What the Paper Asks
Ozkan Eren and Naci Mocan study how juvenile incarceration affects later life outcomes—specifically high school graduation and adult criminal behavior. The question matters for debates about juvenile punishment: does locking up young offenders reduce future offending, or does it harm education and increase certain kinds of adult crime?
What Data Were Used
The authors assemble the universe of case files for individuals convicted as juveniles in a southern U.S. state from 1996–2012 and link those records to public school administrative data and adult criminal records. The linked data include the precise offense types and the type and duration of punishments imposed in both juvenile and adult systems.
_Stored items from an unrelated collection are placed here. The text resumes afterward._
//! Reconnecting client.
//!
//! A single supervisor task owns the connect sequence: it retries at a fixed
//! interval until a connect succeeds, runs the connection until it dies, and
//! starts over. Only the supervisor ever builds a connection, so at most one
//! attempt is in flight.

use futures::future::BoxFuture;
use rustls::pki_types::ServerName;
use std::net::SocketAddr;
use std::path::Path;
use std::sync::Arc;
use tokio::net::TcpStream;
use tokio::sync::{Mutex, RwLock};
use tokio::task::JoinHandle;
use tokio_rustls::TlsConnector;
use tokio_util::sync::CancellationToken;
use tracing::{debug, info, warn};

use crate::config::{ClientConfig, ConnectionConfig};
use crate::crypto::PayloadCipher;
use crate::events::{EventHandler, NoopEvents};
use crate::tcp::{BoxedTransport, Connection};
use crate::tls;
use crate::transfer::FolderSummary;
use crate::types::{Envelope, Result, TetherError, CLIENT_CONNECTION_ID};

/// Opens the byte channel to the server
pub trait Connector: Send + Sync + 'static {
    fn connect<'a>(
        &'a self,
        address: &'a str,
    ) -> BoxFuture<'a, Result<(BoxedTransport, Option<SocketAddr>)>>;
}

/// TCP, optionally wrapped in TLS
pub struct TcpConnector {
    tls: Option<(TlsConnector, ServerName<'static>)>,
}

impl TcpConnector {
    pub fn plain() -> Self {
        Self { tls: None }
    }

    pub fn from_config(config: &ClientConfig) -> Result<Self> {
        let tls = match &config.tls {
            Some(tls_config) => Some(tls::client_connector(tls_config)?),
            None => None,
        };
        Ok(Self { tls })
    }
}

impl Connector for TcpConnector {
    fn connect<'a>(
        &'a self,
        address: &'a str,
    ) -> BoxFuture<'a, Result<(BoxedTransport, Option<SocketAddr>)>> {
        Box::pin(async move {
            let stream = TcpStream::connect(address).await?;
            stream.set_nodelay(true)?;
            let peer = stream.peer_addr().ok();

            match &self.tls {
                Some((connector, name)) => {
                    let stream = connector.connect(name.clone(), stream).await?;
                    debug!("TLS handshake with {} complete", address);
                    Ok((Box::new(stream) as BoxedTransport, peer))
                }
                None => Ok((Box::new(stream) as BoxedTransport, peer)),
            }
        })
    }
}

pub struct ClientBuilder {
    config: ClientConfig,
    events: Option<Arc<dyn EventHandler>>,
    cipher: Option<Arc<dyn PayloadCipher>>,
    connector: Option<Arc<dyn Connector>>,
}

impl ClientBuilder {
    pub fn handler(mut self, events: impl EventHandler) -> Self {
        self.events = Some(Arc::new(events));
        self
    }

    /// Override the cipher derived from the configured passphrase
    pub fn cipher(mut self, cipher: Arc<dyn PayloadCipher>) -> Self {
        self.cipher = Some(cipher);
        self
    }

    pub fn connector(mut self, connector: impl Connector) -> Self {
        self.connector = Some(Arc::new(connector));
        self
    }

    pub fn build(self) -> Result<Client> {
        self.config.validate()?;
        let connector = match self.connector {
            Some(connector) => connector,
            None => Arc::new(TcpConnector::from_config(&self.config)?),
        };
        let cipher = self.cipher.or_else(|| self.config.connection.cipher());

        Ok(Client {
            inner: Arc::new(ClientInner {
                connection_config: Arc::new(self.config.connection.clone()),
                config: self.config,
                events: self
                    .events
                    .unwrap_or_else(|| Arc::new(NoopEvents) as Arc<dyn EventHandler>),
                cipher,
                connector,
                current: RwLock::new(None),
                shutdown: CancellationToken::new(),
                supervisor: Mutex::new(None),
            }),
        })
    }
}

struct ClientInner {
    config: ClientConfig,
    connection_config: Arc<ConnectionConfig>,
    events: Arc<dyn EventHandler>,
    cipher: Option<Arc<dyn PayloadCipher>>,
    connector: Arc<dyn Connector>,
    current: RwLock<Option<Arc<Connection>>>,
    shutdown: CancellationToken,
    supervisor: Mutex<Option<JoinHandle<()>>>,
}

/// Client side of a tether link. Cheap to clone.
#[derive(Clone)]
pub struct Client {
    inner: Arc<ClientInner>,
}

impl Client {
    pub fn builder(config: ClientConfig) -> ClientBuilder {
        ClientBuilder {
            config,
            events: None,
            cipher: None,
            connector: None,
        }
    }

    /// Launch the supervisor. Calling it again has no effect.
    pub async fn start(&self) {
        let mut supervisor = self.inner.supervisor.lock().await;
        if supervisor.is_some() || self.inner.shutdown.is_cancelled() {
            return;
        }
        info!("Client starting, server {}", self.inner.config.address);
        *supervisor = Some(tokio::spawn(supervise(self.inner.clone())));
    }

    pub async fn is_connected(&self) -> bool {
        match self.inner.current.read().await.as_ref() {
            Some(conn) => conn.is_connected(),
            None => false,
        }
    }

    /// The live connection, if any
    pub async fn connection(&self) -> Option<Arc<Connection>> {
        self.inner.current.read().await.clone()
    }

    async fn require(&self) -> Result<Arc<Connection>> {
        self.connection().await.ok_or(TetherError::NotConnected)
    }

    pub async fn send(&self, envelope: Envelope, close_after: bool) -> Result<()> {
        self.require().await?.send(envelope, close_after).await
    }

    pub async fn send_message(
        &self,
        text: impl Into<String>,
        encrypt: bool,
        close_after: bool,
    ) -> Result<()> {
        self.require()
            .await?
            .send_message(text, encrypt, close_after)
            .await
    }

    pub async fn send_command(
        &self,
        text: impl Into<String>,
        encrypt: bool,
        close_after: bool,
    ) -> Result<()> {
        self.require()
            .await?
            .send_command(text, encrypt, close_after)
            .await
    }

    pub async fn send_file(
        &self,
        source: impl AsRef<Path>,
        target: &str,
        encrypt: bool,
    ) -> Result<u64> {
        self.require().await?.send_file(source, target, encrypt).await
    }

    pub async fn send_folder(
        &self,
        source: impl AsRef<Path>,
        target: &str,
        encrypt: bool,
    ) -> Result<FolderSummary> {
        self.require().await?.send_folder(source, target, encrypt).await
    }

    /// Stop reconnecting, close the live connection and wait for the
    /// supervisor to exit
    pub async fn shutdown(&self) {
        self.inner.shutdown.cancel();
        if let Some(handle) = self.inner.supervisor.lock().await.take() {
            let _ = handle.await;
        }
        info!("Client stopped");
    }
}

async fn supervise(inner: Arc<ClientInner>) {
    let address = inner.config.address.as_str();
    let mut attempt: u64 = 0;

    loop {
        attempt += 1;
        let connect = tokio::time::timeout(
            inner.config.connect_timeout(),
            inner.connector.connect(address),
        );
        let outcome = tokio::select! {
            _ = inner.shutdown.cancelled() => break,
            outcome = connect => outcome,
        };

        match outcome {
            Ok(Ok((transport, peer))) => {
                attempt = 0;
                let conn = Connection::new(
                    CLIENT_CONNECTION_ID,
                    transport,
                    peer,
                    inner.connection_config.clone(),
                    inner.cipher.clone(),
                    inner.events.clone(),
                );
                *inner.current.write().await = Some(conn.clone());
                inner.events.on_connected(CLIENT_CONNECTION_ID);
                conn.start();

                tokio::select! {
                    _ = conn.closed() => {}
                    _ = inner.shutdown.cancelled() => {
                        conn.close();
                        conn.closed().await;
                    }
                }

                inner.current.write().await.take();
                inner.events.on_disconnected(CLIENT_CONNECTION_ID);
                if inner.shutdown.is_cancelled() {
                    break;
                }
                info!("Lost connection to {}, reconnecting", address);
                continue;
            }
            Ok(Err(e)) => warn!("Connect attempt {} to {} failed: {}", attempt, address, e),
            Err(_) => warn!("Connect attempt {} to {} timed out", attempt, address),
        }

        tokio::select! {
            _ = inner.shutdown.cancelled() => break,
            _ = tokio::time::sleep(inner.config.retry_interval()) => {}
        }
    }
    debug!("Client supervisor for {} exiting", address);
}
How the Study Identifies Causal Effects
Eren and Mocan exploit the quasi-random assignment of juvenile cases to judges and use variation in judges’ idiosyncratic stringency on imprisonment as an instrument for whether and how long youths are incarcerated. This design aims to isolate the causal effect of juvenile incarceration (and incarceration length) on later educational and criminal outcomes.
Key Findings
Why This Matters
The results show that juvenile incarceration has heterogeneous impacts across outcomes: it appears to reduce some forms of later offending (property crime) while increasing others (drug convictions) and can undermine education for some cohorts. These trade-offs are central to policy discussions about sentencing, rehabilitation, and education interventions for youth offenders. By leveraging judge random assignment and rich linked administrative records, the study provides robust, policy-relevant evidence on the long-term consequences of juvenile punishment.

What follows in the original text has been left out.